TradingView 101
TradingView is a web-based charting platform used by millions of traders. It's where you'll create the alerts that trigger your automated trades through CrossTrade.
What You Need to Know
Charts and Indicators
TradingView's Supercharts give you access to hundreds of built-in indicators and thousands of community-built ones. You can apply indicators to any market — futures, stocks, forex, crypto — and use them as the basis for your automated alerts.
Indicators vs. Strategies
This distinction matters for automation:
Indicators display information on the chart (moving averages, RSI, MACD). To automate from an indicator, you create an alert tied to one of its conditions — like "RSI crosses above 30."
Strategies are backtestable scripts that generate buy/sell signals. They provide dynamic variables like {{strategy.order.action}} and {{strategy.order.contracts}} that you can use in your CrossTrade webhook messages.
Alerts
Alerts are the engine of automation on TradingView. When a condition you define is met, TradingView can send a webhook — a message to a URL — containing whatever payload you specify.
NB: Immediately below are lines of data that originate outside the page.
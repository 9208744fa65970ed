use cucumber::{then, when};
use marketplace_engine::{
    db_types::{NewOrder, OrderStatusType, PayeeType},
    LedgerManagement,
    MarketplaceDatabase,
    MarketplaceError,
};
use mkt_common::{Distance, Money};

use crate::cucumber::MarketWorld;

fn parse_status(status: &str) -> OrderStatusType {
    status.parse().unwrap_or_else(|e| panic!("{e}"))
}

fn parse_money(amount: &str) -> Money {
    amount.parse().unwrap_or_else(|e| panic!("{amount} is not an amount. {e}"))
}

#[when(expr = "customer {string} starts order {string}")]
async fn start_order(world: &mut MarketWorld, customer: String, number: String) {
    world.draft = Some(NewOrder::new(number, customer));
}

#[when(expr = "the order contains {int} x {string} at {word}")]
async fn add_item(world: &mut MarketWorld, quantity: i64, sku: String, price: String) {
    let product_id = world.product(&sku);
    let draft = world.draft.take().expect("No order has been started");
    world.draft = Some(draft.with_item(product_id, quantity, parse_money(&price)));
}

#[when(expr = "the order is delivered by {string} over {word} km")]
async fn add_delivery(world: &mut MarketWorld, agent: String, distance: String) {
    let agent_id = world.payee(&agent);
    let distance = distance.parse::<Distance>().expect("Not a valid distance");
    let draft = world.draft.take().expect("No order has been started");
    world.draft = Some(draft.with_delivery(agent_id, Some(distance)));
}

#[when("the order is placed")]
async fn place_order(world: &mut MarketWorld) {
    let draft = world.draft.take().expect("No order has been started");
    let number = draft.order_number.clone();
    let order = world.flow().place_order(draft).await.expect("Error placing order");
    world.orders.insert(number, order.id);
}

#[when(expr = "order {string} moves through {string}")]
async fn move_through(world: &mut MarketWorld, number: String, path: String) {
    let id = world.order_id(&number);
    for status in path.split(',').map(parse_status) {
        let outcome = world
            .flow()
            .apply_order_transition(id, status)
            .await
            .unwrap_or_else(|e| panic!("Could not move order {number} to {status}. {e}"));
        world.last_outcome = Some(outcome);
    }
}

#[when(expr = "I try to move order {string} to {string}")]
async fn try_move(world: &mut MarketWorld, number: String, status: String) {
    let id = world.order_id(&number);
    match world.flow().apply_order_transition(id, parse_status(&status)).await {
        Ok(outcome) => {
            world.last_outcome = Some(outcome);
            world.last_error = None;
        },
        Err(e) => world.last_error = Some(e),
    }
}

#[when(expr = "order {string} is settled again")]
async fn settle_again(world: &mut MarketWorld, number: String) {
    let id = world.order_id(&number);
    let outcome = world.flow().settle_on_delivery(id).await.expect("Error settling order");
    assert!(outcome.already_settled, "A settled order must not be settled twice");
}

#[when(expr = "seller {string} is removed")]
async fn remove_seller(world: &mut MarketWorld, name: String) {
    let id = world.payee(&name);
    sqlx::query("DELETE FROM sellers WHERE id = $1")
        .bind(id)
        .execute(world.system().db.pool())
        .await
        .expect("Error removing seller");
}

#[when(expr = "seller {string} is restored")]
async fn restore_seller(world: &mut MarketWorld, name: String) {
    let id = world.payee(&name);
    sqlx::query("INSERT INTO sellers (id, name) VALUES ($1, $2)")
        .bind(id)
        .bind(&name)
        .execute(world.system().db.pool())
        .await
        .expect("Error restoring seller");
}

#[when("the reconciliation worker runs")]
async fn run_reconciliation(world: &mut MarketWorld) {
    world.reconciler().run_once().await.expect("Reconciliation failed");
}

#[then(expr = "order {string} is {string}")]
async fn order_status(world: &mut MarketWorld, number: String, status: String) {
    let order = world.order(&number).await;
    assert_eq!(order.status, parse_status(&status));
}

#[then(expr = "the transition fails, allowing {string}")]
async fn transition_failed(world: &mut MarketWorld, allowed: String) {
    let expected = allowed.split(',').map(parse_status).collect::<Vec<_>>();
    match world.last_error.take() {
        Some(MarketplaceError::InvalidTransition(e)) => assert_eq!(e.allowed, expected),
        Some(e) => panic!("Unexpected error: {e}"),
        None => panic!("The transition did not fail"),
    }
}

#[then(expr = "the transition fails for lack of stock")]
async fn out_of_stock(world: &mut MarketWorld) {
    let err = world.last_error.take().expect("The transition did not fail");
    assert!(matches!(err, MarketplaceError::InsufficientStock { .. }), "Unexpected error: {err}");
}

#[then(expr = "{string} has {int} available and {int} reserved")]
async fn stock_levels(world: &mut MarketWorld, sku: String, available: i64, reserved: i64) {
    let record = world.inventory().inventory(world.product(&sku)).await.expect("Error fetching inventory");
    assert_eq!(record.available_stock(), available);
    assert_eq!(record.reserved_stock, reserved);
}

#[then(expr = "order {string} has {int} commission records")]
async fn commission_count(world: &mut MarketWorld, number: String, count: usize) {
    let records = world.commissions().commissions_for_order(world.order_id(&number)).await.expect("Error");
    assert_eq!(records.len(), count);
}

async fn check_balance(world: &MarketWorld, payee_type: PayeeType, name: &str, amount: &str) {
    let id = world.payee(name);
    let expected = parse_money(amount);
    let ledger = world.commissions().ledger_balance(payee_type, id).await.expect("Error fetching ledger balance");
    assert_eq!(ledger, expected, "Ledger balance for {name}");
    let payee = world.system().db.fetch_payee(payee_type, id).await.expect("Error").expect("Payee has disappeared");
    assert_eq!(payee.balance, expected, "Cached balance for {name}");
}

#[then(expr = "seller {string} has a balance of {word}")]
async fn seller_balance(world: &mut MarketWorld, name: String, amount: String) {
    check_balance(world, PayeeType::Seller, &name, &amount).await;
}

#[then(expr = "delivery agent {string} has a balance of {word}")]
async fn agent_balance(world: &mut MarketWorld, name: String, amount: String) {
    check_balance(world, PayeeType::DeliveryAgent, &name, &amount).await;
}

#[then(expr = "seller {string} has {int} wallet transactions")]
async fn wallet_count(world: &mut MarketWorld, name: String, count: usize) {
    let txs = world
        .system()
        .db
        .fetch_wallet_transactions(PayeeType::Seller, world.payee(&name))
        .await
        .expect("Error fetching wallet transactions");
    assert_eq!(txs.len(), count);
}

#[then(expr = "there are {int} open settlement exceptions")]
async fn open_exceptions(world: &mut MarketWorld, count: usize) {
    let open = world.system().db.open_settlement_exceptions().await.expect("Error fetching exceptions");
    assert_eq!(open.len(), count);
}
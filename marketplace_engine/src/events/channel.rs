//! Simple stateless pub-sub event handler
//!
//! Components subscribe to engine events through hooks and react to them. Handlers only ever see the event itself,
//! never the engine's internal state. Handlers can be async; each event is handled in its own task.
use std::{future::Future, pin::Pin, sync::Arc};

use futures_util::FutureExt;
use log::*;
use tokio::{
    sync::mpsc::{self, error::TrySendError},
    task::JoinSet,
};

pub type Handler<E> = Arc<dyn Fn(E) -> Pin<Box<dyn Future<Output = ()> + Send>> + Send + Sync>;

pub struct EventHandler<E: Send + Sync + 'static> {
    listener: mpsc::Receiver<E>,
    sender: mpsc::Sender<E>,
    handler: Handler<E>,
}

impl<E: Send + Sync + 'static> EventHandler<E> {
    pub fn new(buffer_size: usize, handler: Handler<E>) -> Self {
        let (sender, receiver) = mpsc::channel(buffer_size);
        Self { listener: receiver, sender, handler }
    }

    pub fn subscribe(&self) -> EventProducer<E> {
        EventProducer::new(self.sender.clone())
    }

    /// Runs until every producer has been dropped, then waits for in-flight handlers to finish.
    pub async fn start_handler(mut self) {
        debug!("📬️ Starting event handler");
        // Only the producers' senders keep the channel open from here on
        drop(self.sender);
        let mut jobs = JoinSet::new();
        while let Some(ev) = self.listener.recv().await {
            trace!("📬️ Handling event");
            let handler = Arc::clone(&self.handler);
            jobs.spawn(async move { (handler)(ev).await });
            // Reap finished jobs so the set does not grow without bound
            while let Some(Some(result)) = jobs.join_next().now_or_never() {
                log_job_result(result);
            }
        }
        debug!("📬️ All producers are gone. Waiting for {} handlers to complete", jobs.len());
        while let Some(result) = jobs.join_next().await {
            log_job_result(result);
        }
        debug!("📬️ Event handler has shut down");
    }
}

fn log_job_result(result: Result<(), tokio::task::JoinError>) {
    match result {
        Ok(()) => trace!("📬️ Event handled"),
        Err(e) => warn!("📬️ An event handler did not complete. {e}"),
    }
}

#[derive(Clone)]
pub struct EventProducer<E: Send + Sync> {
    sender: mpsc::Sender<E>,
}

impl<E: Send + Sync> EventProducer<E> {
    pub fn new(sender: mpsc::Sender<E>) -> Self {
        Self { sender }
    }

    /// Waits for room in the channel, then sends. Errors are logged, never returned.
    pub async fn publish_event(&self, event: E) {
        if let Err(e) = self.sender.send(event).await {
            error!("📬️ Failed to send event: {e}");
        }
    }

    /// Sends without waiting. If the channel is full or closed the event is dropped and a warning logged.
    pub fn try_publish_event(&self, event: E) {
        match self.sender.try_send(event) {
            Ok(()) => {},
            Err(TrySendError::Full(_)) => warn!("📬️ Event channel is full. The event was dropped"),
            Err(TrySendError::Closed(_)) => warn!("📬️ Event channel is closed. The event was dropped"),
        }
    }
}
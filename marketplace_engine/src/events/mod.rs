//! Order pipeline events.
//!
//! Events are published only after the transaction that produced them has committed. Subscribers register
//! async hooks through [`EventHooks`], which are turned into [`EventProducers`] for the order flow API.
mod channel;
mod event_types;
mod hooks;

pub use channel::{EventHandler, EventProducer, Handler};
pub use event_types::{CommissionsReversedEvent, OrderSettledEvent, OrderStatusChangedEvent, TrackingInvalidatedEvent};
pub use hooks::{EventHandlers, EventHooks, EventProducers};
Key things to know about alerts:
- Alerts run on TradingView's servers, not your computer — they fire 24/7
- Each alert has an expiration date (varies by plan tier)
- Alerts do not auto-update when you change indicator settings — you need to manually update them
- Webhooks require 2FA enabled on your TradingView account
TradingView Plans
Free accounts can create a limited number of alerts. Paid plans (Essential, Plus, Premium) increase the limit significantly. If you're running multiple strategies, you'll likely need a paid plan.